The accelerator programme will connect best-in-class FinTech innovators with investment managers looking to transform the industry. It will act as a catalyst for industry transformation and bring together focused tech solutions.

Matthew Cheung, CEO of ipushpull, said:

We are delighted to be part of the IA’s unique programme driving greater adoption of new technologies across investment management. ipushpull and our data-as-a service solution has been recognised for innovation, quality of solution and our focus on key industry problem areas within the investment industry.”

ipushpull transforms data-driven workflow and improves efficiency across capital markets with real-time data sharing and workflow automation, delivering fast time-to-market and cost savings for data producers and services.

Working closely with the buy-side, the data as a service solution standardises and automates workflow using an innovative approach of bots and widely used chat applications. ipushpull has seen a dramatic increase in adoption of these solutions as buy-side traders are forced to work from home due to COVID-19.

John Macpherson, Deputy Chair of the IA Engine Advisory Panel, comments:

We have certainly witnessed transformational changes over the last couple of months and have seen technology enable firms to operationalise and compete in these unusual and difficult times. We’re thrilled to offer ipushpull access to our industry-recognised programme and excited at such new and innovative technology which the IA can showcase to trading desks of UK based asset managers“.

ipushpull will work with the IA and harness the industry expertise of its partners and networks. Also, as part of the eight-month accelerator program, the participants will receive mentoring from an industry-expert Engine Advisory Panel to help unlock potential for solutions throughout the sector, including Schroders, Aberdeen Standard Investments, Insight, Legal & General, M&G and UBS Asset Management.
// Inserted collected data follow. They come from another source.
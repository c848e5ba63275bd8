//! Enrollment cache port.
//!
//! Read-side caches (seat counts per item, a payer's enrollment list) that
//! go stale when an enrollment is committed.

use async_trait::async_trait;

use crate::domain::foundation::{DomainError, ItemId, UserId};

#[async_trait]
pub trait EnrollmentCache: Send + Sync {
    /// Drop cached stats for an item.
    async fn invalidate_item(&self, item_id: &ItemId) -> Result<(), DomainError>;

    /// Drop cached enrollment views for a payer.
    async fn invalidate_payer(&self, payer_id: &UserId) -> Result<(), DomainError>;
}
Alongside ipushpull, the firms chosen are Exabel, Fundipedia, KiteEdge and Rungway.

 

Media contact for ipushpull

Melanie Budden

The Realization Group

+44 (0)7974 937 970

Melanie.budden@therealizationgroup.com

 

Media contact for The Investment Association

Katie Martin, Head of Communications: Katie.Martin@theia.org

44 (0)20 7831 0898

Press@theia.org

 

About ipushpull: 

ipushpull is transforming data-driven workflows and improving efficiency across capital markets with real-time data sharing and workflow automation. The Data-as-a-Service platform delivers fast time-to-market and big cost savings for data producers and services, providing unified, access-controlled data distribution into client applications (Custom Apps, Excel, Symphony, chat bots, notifications, APIs) and streamlining high-touch processes across the trade lifecycle with the ipushpull no-code custom applications and bot framework.
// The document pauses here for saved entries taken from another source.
//! IntentServiceClient - Obtains a payment intent for one enrollment request.
//!
//! Intents are keyed by the request's idempotency key twice over: locally in
//! the `IntentRegistry`, and at the gateway via the `Idempotency-Key` header.
//! A double-submitted request therefore reuses the first intent instead of
//! creating a second one.
//!
//! Every session that obtains an intent holds an `IntentLease` on it. Only
//! the last holder may cancel a shared intent at the gateway.

use std::collections::HashMap;
use std::sync::{Arc, Mutex, MutexGuard};
use std::time::Duration;

use tracing::{debug, info};

use crate::domain::enrollment::{
    EnrollmentError, EnrollmentRequest, IntentHandle, IntentId, IntentStatus,
};
use crate::domain::foundation::Money;
use crate::ports::{CreateIntentRequest, IntentRegistry, PaymentGateway};

/// Command to obtain an intent for a paid enrollment.
#[derive(Debug, Clone)]
pub struct ObtainIntentCommand {
    pub request: EnrollmentRequest,
    /// Resolved fee; the only amount ever sent to the gateway.
    pub amount: Money,
}

/// Intent handle plus whether it came from an earlier attempt.
#[derive(Debug)]
pub struct ObtainedIntent {
    pub handle: IntentHandle,
    pub reused: bool,
    pub lease: IntentLease,
}

/// Number of live sessions per intent.
#[derive(Debug, Default)]
struct IntentHolders {
    counts: Mutex<HashMap<IntentId, usize>>,
}

impl IntentHolders {
    fn counts(&self) -> MutexGuard<'_, HashMap<IntentId, usize>> {
        self.counts
            .lock()
            .unwrap_or_else(|poisoned| poisoned.into_inner())
    }

    fn join(self: &Arc<Self>, intent_id: &IntentId) -> IntentLease {
        *self.counts().entry(intent_id.clone()).or_insert(0) += 1;
        IntentLease {
            holders: Arc::clone(self),
            intent_id: intent_id.clone(),
            held: true,
        }
    }

    /// Returns true when nobody holds the intent any more.
    fn leave(&self, intent_id: &IntentId) -> bool {
        let mut counts = self.counts();
        match counts.get_mut(intent_id) {
            Some(count) if *count > 1 => {
                *count -= 1;
                false
            }
            _ => {
                counts.remove(intent_id);
                true
            }
        }
    }

    fn holders(&self, intent_id: &IntentId) -> usize {
        self.counts().get(intent_id).copied().unwrap_or(0)
    }
}

/// One session's hold on an intent. Dropping it releases the hold.
#[derive(Debug)]
pub struct IntentLease {
    holders: Arc<IntentHolders>,
    intent_id: IntentId,
    held: bool,
}

impl IntentLease {
    pub fn intent_id(&self) -> &IntentId {
        &self.intent_id
    }

    /// Gives up the hold. Returns true when this was the last holder, which
    /// makes the caller responsible for canceling the intent.
    pub fn release(mut self) -> bool {
        self.held = false;
        self.holders.leave(&self.intent_id)
    }
}

impl Drop for IntentLease {
    fn drop(&mut self) {
        if self.held {
            self.holders.leave(&self.intent_id);
        }
    }
}

pub struct IntentServiceClient {
    gateway: Arc<dyn PaymentGateway>,
    registry: Arc<dyn IntentRegistry>,
    holders: Arc<IntentHolders>,
    currency: String,
    call_timeout: Duration,
}

impl IntentServiceClient {
    pub fn new(
        gateway: Arc<dyn PaymentGateway>,
        registry: Arc<dyn IntentRegistry>,
        currency: impl Into<String>,
        call_timeout: Duration,
    ) -> Self {
        Self {
            gateway,
            registry,
            holders: Arc::new(IntentHolders::default()),
            currency: currency.into(),
            call_timeout,
        }
    }

    pub async fn handle(&self, cmd: ObtainIntentCommand) -> Result<ObtainedIntent, EnrollmentError> {
        // Zero amounts belong on the free path; reaching here is a caller bug.
        if cmd.amount.is_zero() {
            return Err(EnrollmentError::invalid_payment_request(
                "cannot create a payment intent for a free item",
            ));
        }

        let key = &cmd.request.idempotency_key;

        if let Some(handle) = self.registry.find(key).await? {
            debug!(
                intent_id = %handle.intent_id,
                idempotency_key = %key,
                "Reusing payment intent"
            );
            return Ok(ObtainedIntent {
                lease: self.holders.join(&handle.intent_id),
                handle,
                reused: true,
            });
        }

        let request = CreateIntentRequest {
            amount: cmd.amount,
            currency: self.currency.clone(),
            metadata: Self::metadata(&cmd.request),
            idempotency_key: key.clone(),
        };

        let intent = tokio::time::timeout(self.call_timeout, self.gateway.create_intent(request))
            .await
            .map_err(|_| {
                EnrollmentError::gateway_unavailable(format!(
                    "create_intent timed out after {:?}",
                    self.call_timeout
                ))
            })??;

        // A concurrent attempt with the same key may have recorded first.
        let handle = self.registry.record(key, intent.handle()).await?;

        info!(
            intent_id = %handle.intent_id,
            payer_id = %cmd.request.payer_id,
            item_id = %cmd.request.item_id,
            amount = cmd.amount.cents(),
            "Payment intent created"
        );

        Ok(ObtainedIntent {
            lease: self.holders.join(&handle.intent_id),
            handle,
            reused: false,
        })
    }

    /// Sessions currently holding `intent_id`.
    pub fn holders(&self, intent_id: &IntentId) -> usize {
        self.holders.holders(intent_id)
    }

    /// Current gateway status of an intent.
    pub async fn status(&self, intent_id: &IntentId) -> Result<IntentStatus, EnrollmentError> {
        let intent = tokio::time::timeout(self.call_timeout, self.gateway.retrieve_intent(intent_id))
            .await
            .map_err(|_| EnrollmentError::gateway_unavailable("retrieve_intent timed out"))??;
        Ok(intent.status)
    }

    fn metadata(request: &EnrollmentRequest) -> HashMap<String, String> {
        HashMap::from([
            ("payer_id".to_string(), request.payer_id.to_string()),
            ("item_id".to_string(), request.item_id.to_string()),
            ("item_kind".to_string(), request.kind.to_string()),
        ])
    }
}

#[cfg(test)]
mod tests {
    use super::*;
    use crate::adapters::gateway::MockPaymentGateway;
    use crate::adapters::memory::InMemoryIntentRegistry;
    use crate::domain::enrollment::ItemKind;
    use crate::domain::foundation::{IdempotencyKey, ItemId, UserId};
    use crate::ports::GatewayError;

    fn request(key: &str) -> EnrollmentRequest {
        EnrollmentRequest::new(
            UserId::new("member-1").unwrap(),
            ItemId::new(),
            ItemKind::Event,
            IdempotencyKey::new(key).unwrap(),
        )
    }

    fn client(gateway: &MockPaymentGateway) -> IntentServiceClient {
        IntentServiceClient::new(
            Arc::new(gateway.clone()),
            Arc::new(InMemoryIntentRegistry::new()),
            "usd",
            Duration::from_secs(5),
        )
    }

    fn ten_dollars() -> Money {
        Money::from_cents(1000).unwrap()
    }

    #[tokio::test]
    async fn creates_intent_for_resolved_amount() {
        let gateway = MockPaymentGateway::new();
        let client = client(&gateway);

        let obtained = client
            .handle(ObtainIntentCommand {
                request: request("key-1"),
                amount: ten_dollars(),
            })
            .await
            .unwrap();

        assert!(!obtained.reused);
        assert_eq!(gateway.created_amounts(), vec![ten_dollars()]);
    }

    #[tokio::test]
    async fn same_key_reuses_intent_without_calling_gateway() {
        let gateway = MockPaymentGateway::new();
        let client = client(&gateway);
        let cmd = ObtainIntentCommand {
            request: request("key-1"),
            amount: ten_dollars(),
        };

        let first = client.handle(cmd.clone()).await.unwrap();
        let second = client.handle(cmd).await.unwrap();

        assert!(second.reused);
        assert_eq!(first.handle, second.handle);
        assert_eq!(gateway.call_count("create_intent"), 1);
    }

    #[tokio::test]
    async fn shared_intent_is_released_by_last_holder_only() {
        let gateway = MockPaymentGateway::new();
        let client = client(&gateway);
        let cmd = ObtainIntentCommand {
            request: request("key-1"),
            amount: ten_dollars(),
        };

        let first = client.handle(cmd.clone()).await.unwrap();
        let second = client.handle(cmd).await.unwrap();
        let intent_id = first.handle.intent_id.clone();
        assert_eq!(client.holders(&intent_id), 2);

        assert!(!first.lease.release());
        assert_eq!(client.holders(&intent_id), 1);
        assert!(second.lease.release());
        assert_eq!(client.holders(&intent_id), 0);
    }

    #[tokio::test]
    async fn dropped_lease_releases_its_hold() {
        let gateway = MockPaymentGateway::new();
        let client = client(&gateway);
        let cmd = ObtainIntentCommand {
            request: request("key-1"),
            amount: ten_dollars(),
        };

        let first = client.handle(cmd.clone()).await.unwrap();
        let intent_id = first.handle.intent_id.clone();
        drop(first);
        let second = client.handle(cmd).await.unwrap();

        assert_eq!(client.holders(&intent_id), 1);
        assert!(second.lease.release());
    }

    #[tokio::test]
    async fn zero_amount_is_rejected_before_gateway() {
        let gateway = MockPaymentGateway::new();
        let client = client(&gateway);

        let err = client
            .handle(ObtainIntentCommand {
                request: request("key-1"),
                amount: Money::ZERO,
            })
            .await
            .unwrap_err();

        assert!(matches!(err, EnrollmentError::InvalidPaymentRequest { .. }));
        assert!(!gateway.was_called("create_intent"));
    }

    #[tokio::test]
    async fn network_error_is_retryable() {
        let gateway = MockPaymentGateway::new();
        gateway.fail_next("create_intent", GatewayError::network("connection reset"));
        let client = client(&gateway);

        let err = client
            .handle(ObtainIntentCommand {
                request: request("key-1"),
                amount: ten_dollars(),
            })
            .await
            .unwrap_err();

        assert!(err.is_retryable());
    }

    #[tokio::test]
    async fn status_reflects_gateway() {
        let gateway = MockPaymentGateway::new();
        let client = client(&gateway);
        let obtained = client
            .handle(ObtainIntentCommand {
                request: request("key-1"),
                amount: ten_dollars(),
            })
            .await
            .unwrap();
        let intent_id = obtained.handle.intent_id;

        assert_eq!(
            client.status(&intent_id).await.unwrap(),
            IntentStatus::RequiresConfirmation
        );
        gateway.force_status(&intent_id, IntentStatus::Succeeded);
        assert_eq!(client.status(&intent_id).await.unwrap(), IntentStatus::Succeeded);
    }

    #[test]
    fn metadata_identifies_payer_and_item() {
        let req = request("key-1");
        let metadata = IntentServiceClient::metadata(&req);
        assert_eq!(metadata["payer_id"], "member-1");
        assert_eq!(metadata["item_id"], req.item_id.to_string());
        assert_eq!(metadata["item_kind"], "event");
    }
}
For more information about ipushpull and our solutions visit www.ipushpull.com.

 

About The Investment Association (IA):

The IA champions UK investment management, supporting British savers, investors and businesses. Our 250 members manage £7.7 trillion of assets and the investment management industry supports 100,000 jobs across the UK. Our mission is to make investment better. Better for clients, so they achieve their financial goals. Better for companies, so they get the capital they need to grow. And better for the economy, so everyone prospers. The UK is the second largest investment management centre in the world, after the US and manages 35% of all assets managed in Europe.